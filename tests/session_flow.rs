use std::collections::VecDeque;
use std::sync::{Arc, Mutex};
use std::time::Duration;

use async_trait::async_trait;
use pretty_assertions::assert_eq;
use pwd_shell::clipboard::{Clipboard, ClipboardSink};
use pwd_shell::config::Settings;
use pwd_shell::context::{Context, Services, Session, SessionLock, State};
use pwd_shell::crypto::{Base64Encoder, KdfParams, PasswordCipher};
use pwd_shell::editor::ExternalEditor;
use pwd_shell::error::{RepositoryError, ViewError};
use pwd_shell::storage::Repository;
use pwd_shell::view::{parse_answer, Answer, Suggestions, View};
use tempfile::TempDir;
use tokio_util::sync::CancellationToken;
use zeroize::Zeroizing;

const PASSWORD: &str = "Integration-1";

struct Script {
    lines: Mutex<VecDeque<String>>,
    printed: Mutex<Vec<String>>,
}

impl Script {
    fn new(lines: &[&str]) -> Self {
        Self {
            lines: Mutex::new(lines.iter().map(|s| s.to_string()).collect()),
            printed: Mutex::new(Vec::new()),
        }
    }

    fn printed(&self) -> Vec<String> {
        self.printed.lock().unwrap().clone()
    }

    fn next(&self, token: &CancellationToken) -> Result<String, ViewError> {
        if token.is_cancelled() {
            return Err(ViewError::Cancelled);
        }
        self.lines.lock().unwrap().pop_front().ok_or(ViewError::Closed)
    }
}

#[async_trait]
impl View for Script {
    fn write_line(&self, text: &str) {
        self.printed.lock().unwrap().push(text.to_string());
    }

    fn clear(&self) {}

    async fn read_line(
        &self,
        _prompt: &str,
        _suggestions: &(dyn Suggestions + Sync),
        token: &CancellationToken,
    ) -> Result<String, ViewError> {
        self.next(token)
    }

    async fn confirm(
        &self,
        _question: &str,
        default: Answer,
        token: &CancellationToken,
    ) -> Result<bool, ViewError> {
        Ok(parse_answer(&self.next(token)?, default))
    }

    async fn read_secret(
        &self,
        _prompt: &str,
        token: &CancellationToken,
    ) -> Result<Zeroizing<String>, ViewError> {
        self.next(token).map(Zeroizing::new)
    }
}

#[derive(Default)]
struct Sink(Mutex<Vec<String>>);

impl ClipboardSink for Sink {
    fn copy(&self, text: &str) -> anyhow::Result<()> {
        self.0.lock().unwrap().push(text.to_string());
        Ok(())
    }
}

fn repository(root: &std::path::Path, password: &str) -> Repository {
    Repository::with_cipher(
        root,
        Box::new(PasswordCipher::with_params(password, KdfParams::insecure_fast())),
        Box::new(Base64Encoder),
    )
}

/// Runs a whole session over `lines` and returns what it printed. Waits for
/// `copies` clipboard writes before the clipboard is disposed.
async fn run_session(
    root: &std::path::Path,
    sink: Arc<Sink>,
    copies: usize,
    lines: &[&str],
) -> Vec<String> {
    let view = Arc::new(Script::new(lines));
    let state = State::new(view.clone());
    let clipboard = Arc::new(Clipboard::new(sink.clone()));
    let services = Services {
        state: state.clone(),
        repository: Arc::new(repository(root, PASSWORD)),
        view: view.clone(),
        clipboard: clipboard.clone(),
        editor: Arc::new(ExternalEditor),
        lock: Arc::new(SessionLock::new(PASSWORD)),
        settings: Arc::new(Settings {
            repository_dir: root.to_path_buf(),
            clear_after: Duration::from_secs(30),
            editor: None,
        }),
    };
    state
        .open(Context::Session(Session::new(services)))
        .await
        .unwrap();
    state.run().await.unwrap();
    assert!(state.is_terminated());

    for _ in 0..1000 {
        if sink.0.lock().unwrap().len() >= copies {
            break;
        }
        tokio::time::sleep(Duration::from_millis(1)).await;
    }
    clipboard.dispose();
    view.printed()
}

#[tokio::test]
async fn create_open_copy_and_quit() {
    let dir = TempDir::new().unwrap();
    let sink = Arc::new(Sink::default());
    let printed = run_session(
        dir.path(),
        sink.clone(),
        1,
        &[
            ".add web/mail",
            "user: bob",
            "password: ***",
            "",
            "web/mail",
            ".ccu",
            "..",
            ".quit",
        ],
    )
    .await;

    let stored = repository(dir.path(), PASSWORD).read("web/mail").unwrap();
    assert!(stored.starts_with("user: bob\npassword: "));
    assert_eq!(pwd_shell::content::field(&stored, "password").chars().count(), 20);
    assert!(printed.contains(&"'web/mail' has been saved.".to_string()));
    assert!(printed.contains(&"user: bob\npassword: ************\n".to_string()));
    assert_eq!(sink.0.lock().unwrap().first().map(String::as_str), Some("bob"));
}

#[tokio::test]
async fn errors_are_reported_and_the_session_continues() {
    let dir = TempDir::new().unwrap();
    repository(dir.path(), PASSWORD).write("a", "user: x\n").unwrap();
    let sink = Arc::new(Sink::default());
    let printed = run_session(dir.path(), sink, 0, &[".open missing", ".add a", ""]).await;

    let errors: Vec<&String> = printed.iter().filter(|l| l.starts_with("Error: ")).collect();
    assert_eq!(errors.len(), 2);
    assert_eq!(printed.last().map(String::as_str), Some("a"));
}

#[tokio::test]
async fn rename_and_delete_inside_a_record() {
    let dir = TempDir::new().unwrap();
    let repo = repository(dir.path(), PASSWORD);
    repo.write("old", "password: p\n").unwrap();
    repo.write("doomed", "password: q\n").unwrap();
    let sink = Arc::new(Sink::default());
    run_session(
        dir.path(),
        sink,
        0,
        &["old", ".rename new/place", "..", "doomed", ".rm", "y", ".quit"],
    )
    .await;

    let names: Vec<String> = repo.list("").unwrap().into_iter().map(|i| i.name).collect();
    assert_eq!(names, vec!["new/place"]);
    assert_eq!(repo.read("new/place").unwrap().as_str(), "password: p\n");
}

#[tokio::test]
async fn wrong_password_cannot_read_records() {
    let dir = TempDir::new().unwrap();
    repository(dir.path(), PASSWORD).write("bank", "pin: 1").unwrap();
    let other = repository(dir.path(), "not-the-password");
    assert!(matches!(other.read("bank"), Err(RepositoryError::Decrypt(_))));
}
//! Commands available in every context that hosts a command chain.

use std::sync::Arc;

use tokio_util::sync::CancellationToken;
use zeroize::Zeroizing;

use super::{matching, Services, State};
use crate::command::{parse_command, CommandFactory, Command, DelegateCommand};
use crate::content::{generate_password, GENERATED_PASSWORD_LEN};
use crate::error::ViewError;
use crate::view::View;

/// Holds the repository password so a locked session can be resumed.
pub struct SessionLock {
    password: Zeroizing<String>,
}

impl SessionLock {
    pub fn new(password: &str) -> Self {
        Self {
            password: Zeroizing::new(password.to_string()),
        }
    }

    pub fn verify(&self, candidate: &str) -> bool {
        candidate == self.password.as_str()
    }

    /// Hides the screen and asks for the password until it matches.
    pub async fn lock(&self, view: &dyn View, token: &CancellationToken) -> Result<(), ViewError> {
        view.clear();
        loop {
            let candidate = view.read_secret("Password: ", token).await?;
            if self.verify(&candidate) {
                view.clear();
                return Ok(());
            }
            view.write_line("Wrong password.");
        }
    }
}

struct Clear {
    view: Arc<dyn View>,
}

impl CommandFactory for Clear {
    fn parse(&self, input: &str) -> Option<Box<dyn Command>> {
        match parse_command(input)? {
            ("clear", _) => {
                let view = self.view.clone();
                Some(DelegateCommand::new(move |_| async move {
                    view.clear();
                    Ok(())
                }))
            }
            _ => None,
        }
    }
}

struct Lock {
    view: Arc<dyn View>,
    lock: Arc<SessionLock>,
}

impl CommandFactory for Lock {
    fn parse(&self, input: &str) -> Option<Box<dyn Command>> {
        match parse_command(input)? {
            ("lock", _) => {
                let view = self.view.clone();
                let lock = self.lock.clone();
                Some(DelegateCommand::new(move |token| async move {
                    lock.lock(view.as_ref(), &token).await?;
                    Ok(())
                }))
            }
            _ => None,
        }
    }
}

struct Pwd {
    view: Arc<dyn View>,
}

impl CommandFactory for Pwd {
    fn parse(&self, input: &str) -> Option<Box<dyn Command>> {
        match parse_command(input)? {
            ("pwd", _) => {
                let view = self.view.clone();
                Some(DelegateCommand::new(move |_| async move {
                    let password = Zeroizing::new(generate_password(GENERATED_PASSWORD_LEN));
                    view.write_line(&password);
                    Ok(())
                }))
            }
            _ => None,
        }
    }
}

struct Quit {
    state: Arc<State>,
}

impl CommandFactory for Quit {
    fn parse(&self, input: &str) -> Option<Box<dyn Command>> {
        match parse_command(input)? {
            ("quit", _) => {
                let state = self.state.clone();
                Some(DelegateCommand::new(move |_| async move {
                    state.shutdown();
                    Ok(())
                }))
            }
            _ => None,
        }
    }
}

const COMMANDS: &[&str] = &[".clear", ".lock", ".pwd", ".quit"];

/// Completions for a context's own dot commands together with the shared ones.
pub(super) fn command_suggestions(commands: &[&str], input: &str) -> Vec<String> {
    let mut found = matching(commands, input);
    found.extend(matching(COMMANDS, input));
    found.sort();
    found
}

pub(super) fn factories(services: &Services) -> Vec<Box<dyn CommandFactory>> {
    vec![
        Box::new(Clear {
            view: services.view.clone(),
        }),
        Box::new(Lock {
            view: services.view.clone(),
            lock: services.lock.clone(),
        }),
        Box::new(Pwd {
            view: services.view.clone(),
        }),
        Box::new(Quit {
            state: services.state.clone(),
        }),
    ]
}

▶ [EXERCISE PROMPT]
What lines in the entries contain "found"? Report each one by copying it.

▶ [ANSWER FOR THIS EXERCISE]
    let mut found = matching(commands, input);
    found.extend(matching(COMMANDS, input));
    found.sort();
    found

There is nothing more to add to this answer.